Exercise requirements - Output an exact reproduction of the data.

Collected data:
---

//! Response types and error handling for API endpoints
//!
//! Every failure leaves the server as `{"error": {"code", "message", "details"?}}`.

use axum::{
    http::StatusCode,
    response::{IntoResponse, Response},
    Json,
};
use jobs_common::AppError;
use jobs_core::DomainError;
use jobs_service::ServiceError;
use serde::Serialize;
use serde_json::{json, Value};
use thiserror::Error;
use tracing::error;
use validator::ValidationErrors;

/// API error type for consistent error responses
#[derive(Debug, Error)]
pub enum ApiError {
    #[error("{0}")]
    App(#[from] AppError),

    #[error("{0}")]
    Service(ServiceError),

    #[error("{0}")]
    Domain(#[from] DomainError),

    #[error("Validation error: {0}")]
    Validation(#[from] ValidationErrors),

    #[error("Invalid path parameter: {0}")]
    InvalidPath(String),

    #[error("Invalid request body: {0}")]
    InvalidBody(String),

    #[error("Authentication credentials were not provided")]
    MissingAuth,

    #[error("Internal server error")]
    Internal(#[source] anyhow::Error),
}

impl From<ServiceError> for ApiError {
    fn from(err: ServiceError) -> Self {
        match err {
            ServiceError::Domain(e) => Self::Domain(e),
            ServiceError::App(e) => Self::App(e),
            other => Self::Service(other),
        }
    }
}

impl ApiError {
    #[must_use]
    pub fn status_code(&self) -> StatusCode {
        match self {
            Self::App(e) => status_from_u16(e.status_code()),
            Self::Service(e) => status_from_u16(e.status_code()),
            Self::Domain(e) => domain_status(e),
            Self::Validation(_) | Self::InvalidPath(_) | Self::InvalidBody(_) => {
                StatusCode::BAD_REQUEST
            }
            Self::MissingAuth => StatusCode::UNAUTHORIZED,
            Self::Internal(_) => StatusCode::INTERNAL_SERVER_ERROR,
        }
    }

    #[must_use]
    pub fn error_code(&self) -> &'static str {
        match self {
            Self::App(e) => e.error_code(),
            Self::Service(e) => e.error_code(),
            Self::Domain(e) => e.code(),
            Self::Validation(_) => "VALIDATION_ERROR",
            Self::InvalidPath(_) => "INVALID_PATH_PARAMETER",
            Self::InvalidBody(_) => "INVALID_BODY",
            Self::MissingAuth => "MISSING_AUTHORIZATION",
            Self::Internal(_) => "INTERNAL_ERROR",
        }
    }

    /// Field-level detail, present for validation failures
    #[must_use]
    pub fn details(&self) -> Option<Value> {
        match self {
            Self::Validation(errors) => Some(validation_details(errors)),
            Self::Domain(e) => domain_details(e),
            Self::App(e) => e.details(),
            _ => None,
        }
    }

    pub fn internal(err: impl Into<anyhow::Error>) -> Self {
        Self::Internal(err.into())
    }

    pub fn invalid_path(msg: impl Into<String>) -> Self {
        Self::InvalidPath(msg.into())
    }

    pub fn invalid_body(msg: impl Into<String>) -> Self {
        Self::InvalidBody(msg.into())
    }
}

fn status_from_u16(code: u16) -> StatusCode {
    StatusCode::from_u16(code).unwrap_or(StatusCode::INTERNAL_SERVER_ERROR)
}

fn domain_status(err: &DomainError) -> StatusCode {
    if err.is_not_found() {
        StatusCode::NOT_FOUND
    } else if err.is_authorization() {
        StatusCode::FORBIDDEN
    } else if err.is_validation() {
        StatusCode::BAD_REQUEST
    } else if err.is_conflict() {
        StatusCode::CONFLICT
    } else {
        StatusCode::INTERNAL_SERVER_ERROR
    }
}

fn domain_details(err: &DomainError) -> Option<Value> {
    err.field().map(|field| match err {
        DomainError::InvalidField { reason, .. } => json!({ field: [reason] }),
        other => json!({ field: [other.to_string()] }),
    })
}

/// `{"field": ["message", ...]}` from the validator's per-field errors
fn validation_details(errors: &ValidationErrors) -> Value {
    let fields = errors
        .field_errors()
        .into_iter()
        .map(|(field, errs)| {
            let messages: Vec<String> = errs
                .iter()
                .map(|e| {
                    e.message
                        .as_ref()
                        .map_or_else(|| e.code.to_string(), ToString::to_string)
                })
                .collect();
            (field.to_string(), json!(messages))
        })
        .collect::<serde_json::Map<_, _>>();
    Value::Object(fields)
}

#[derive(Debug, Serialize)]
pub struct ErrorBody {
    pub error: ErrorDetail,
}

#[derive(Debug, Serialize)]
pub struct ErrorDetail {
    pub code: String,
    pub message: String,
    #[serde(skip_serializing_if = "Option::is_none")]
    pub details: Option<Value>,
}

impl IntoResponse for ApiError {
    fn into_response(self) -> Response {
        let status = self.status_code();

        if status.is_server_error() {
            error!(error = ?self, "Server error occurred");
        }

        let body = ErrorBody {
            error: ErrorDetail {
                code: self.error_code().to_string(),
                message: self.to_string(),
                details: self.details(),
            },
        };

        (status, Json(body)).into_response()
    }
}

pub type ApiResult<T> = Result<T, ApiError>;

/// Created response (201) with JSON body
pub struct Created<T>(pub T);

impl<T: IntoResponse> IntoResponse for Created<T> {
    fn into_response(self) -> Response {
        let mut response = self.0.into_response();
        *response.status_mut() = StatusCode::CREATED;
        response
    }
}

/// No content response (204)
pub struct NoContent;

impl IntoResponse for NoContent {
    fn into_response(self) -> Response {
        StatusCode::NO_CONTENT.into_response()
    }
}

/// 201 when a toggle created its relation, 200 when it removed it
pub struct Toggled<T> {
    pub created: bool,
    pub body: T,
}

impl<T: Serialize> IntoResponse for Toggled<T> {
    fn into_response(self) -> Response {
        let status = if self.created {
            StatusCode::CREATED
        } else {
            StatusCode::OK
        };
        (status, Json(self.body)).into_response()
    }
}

---

Worked solution -
//! Response types and error handling for API endpoints
//!
//! Every failure leaves the server as `{"error": {"code", "message", "details"?}}`.

use axum::{
    http::StatusCode,
    response::{IntoResponse, Response},
    Json,
};
use jobs_common::AppError;
use jobs_core::DomainError;
use jobs_service::ServiceError;
use serde::Serialize;
use serde_json::{json, Value};
use thiserror::Error;
use tracing::error;
use validator::ValidationErrors;

/// API error type for consistent error responses
#[derive(Debug, Error)]
pub enum ApiError {
    #[error("{0}")]
    App(#[from] AppError),

    #[error("{0}")]
    Service(ServiceError),

    #[error("{0}")]
    Domain(#[from] DomainError),

    #[error("Validation error: {0}")]
    Validation(#[from] ValidationErrors),

    #[error("Invalid path parameter: {0}")]
    InvalidPath(String),

    #[error("Invalid request body: {0}")]
    InvalidBody(String),

    #[error("Authentication credentials were not provided")]
    MissingAuth,

    #[error("Internal server error")]
    Internal(#[source] anyhow::Error),
}

impl From<ServiceError> for ApiError {
    fn from(err: ServiceError) -> Self {
        match err {
            ServiceError::Domain(e) => Self::Domain(e),
            ServiceError::App(e) => Self::App(e),
            other => Self::Service(other),
        }
    }
}

impl ApiError {
    #[must_use]
    pub fn status_code(&self) -> StatusCode {
        match self {
            Self::App(e) => status_from_u16(e.status_code()),
            Self::Service(e) => status_from_u16(e.status_code()),
            Self::Domain(e) => domain_status(e),
            Self::Validation(_) | Self::InvalidPath(_) | Self::InvalidBody(_) => {
                StatusCode::BAD_REQUEST
            }
            Self::MissingAuth => StatusCode::UNAUTHORIZED,
            Self::Internal(_) => StatusCode::INTERNAL_SERVER_ERROR,
        }
    }

    #[must_use]
    pub fn error_code(&self) -> &'static str {
        match self {
            Self::App(e) => e.error_code(),
            Self::Service(e) => e.error_code(),
            Self::Domain(e) => e.code(),
            Self::Validation(_) => "VALIDATION_ERROR",
            Self::InvalidPath(_) => "INVALID_PATH_PARAMETER",
            Self::InvalidBody(_) => "INVALID_BODY",
            Self::MissingAuth => "MISSING_AUTHORIZATION",
            Self::Internal(_) => "INTERNAL_ERROR",
        }
    }

    /// Field-level detail, present for validation failures
    #[must_use]
    pub fn details(&self) -> Option<Value> {
        match self {
            Self::Validation(errors) => Some(validation_details(errors)),
            Self::Domain(e) => domain_details(e),
            Self::App(e) => e.details(),
            _ => None,
        }
    }

    pub fn internal(err: impl Into<anyhow::Error>) -> Self {
        Self::Internal(err.into())
    }

    pub fn invalid_path(msg: impl Into<String>) -> Self {
        Self::InvalidPath(msg.into())
    }

    pub fn invalid_body(msg: impl Into<String>) -> Self {
        Self::InvalidBody(msg.into())
    }
}

fn status_from_u16(code: u16) -> StatusCode {
    StatusCode::from_u16(code).unwrap_or(StatusCode::INTERNAL_SERVER_ERROR)
}

fn domain_status(err: &DomainError) -> StatusCode {
    if err.is_not_found() {
        StatusCode::NOT_FOUND
    } else if err.is_authorization() {
        StatusCode::FORBIDDEN
    } else if err.is_validation() {
        StatusCode::BAD_REQUEST
    } else if err.is_conflict() {
        StatusCode::CONFLICT
    } else {
        StatusCode::INTERNAL_SERVER_ERROR
    }
}

fn domain_details(err: &DomainError) -> Option<Value> {
    err.field().map(|field| match err {
        DomainError::InvalidField { reason, .. } => json!({ field: [reason] }),
        other => json!({ field: [other.to_string()] }),
    })
}

/// `{"field": ["message", ...]}` from the validator's per-field errors
fn validation_details(errors: &ValidationErrors) -> Value {
    let fields = errors
        .field_errors()
        .into_iter()
        .map(|(field, errs)| {
            let messages: Vec<String> = errs
                .iter()
                .map(|e| {
                    e.message
                        .as_ref()
                        .map_or_else(|| e.code.to_string(), ToString::to_string)
                })
                .collect();
            (field.to_string(), json!(messages))
        })
        .collect::<serde_json::Map<_, _>>();
    Value::Object(fields)
}

#[derive(Debug, Serialize)]
pub struct ErrorBody {
    pub error: ErrorDetail,
}

#[derive(Debug, Serialize)]
pub struct ErrorDetail {
    pub code: String,
    pub message: String,
    #[serde(skip_serializing_if = "Option::is_none")]
    pub details: Option<Value>,
}

impl IntoResponse for ApiError {
    fn into_response(self) -> Response {
        let status = self.status_code();

        if status.is_server_error() {
            error!(error = ?self, "Server error occurred");
        }

        let body = ErrorBody {
            error: ErrorDetail {
                code: self.error_code().to_string(),
                message: self.to_string(),
                details: self.details(),
            },
        };

        (status, Json(body)).into_response()
    }
}

pub type ApiResult<T> = Result<T, ApiError>;

/// Created response (201) with JSON body
pub struct Created<T>(pub T);

impl<T: IntoResponse> IntoResponse for Created<T> {
    fn into_response(self) -> Response {
        let mut response = self.0.into_response();
        *response.status_mut() = StatusCode::CREATED;
        response
    }
}

/// No content response (204)
pub struct NoContent;

impl IntoResponse for NoContent {
    fn into_response(self) -> Response {
        StatusCode::NO_CONTENT.into_response()
    }
}

/// 201 when a toggle created its relation, 200 when it removed it
pub struct Toggled<T> {
    pub created: bool,
    pub body: T,
}

impl<T: Serialize> IntoResponse for Toggled<T> {
    fn into_response(self) -> Response {
        let status = if self.created {
            StatusCode::CREATED
        } else {
            StatusCode::OK
        };
        (status, Json(self.body)).into_response()
    }
}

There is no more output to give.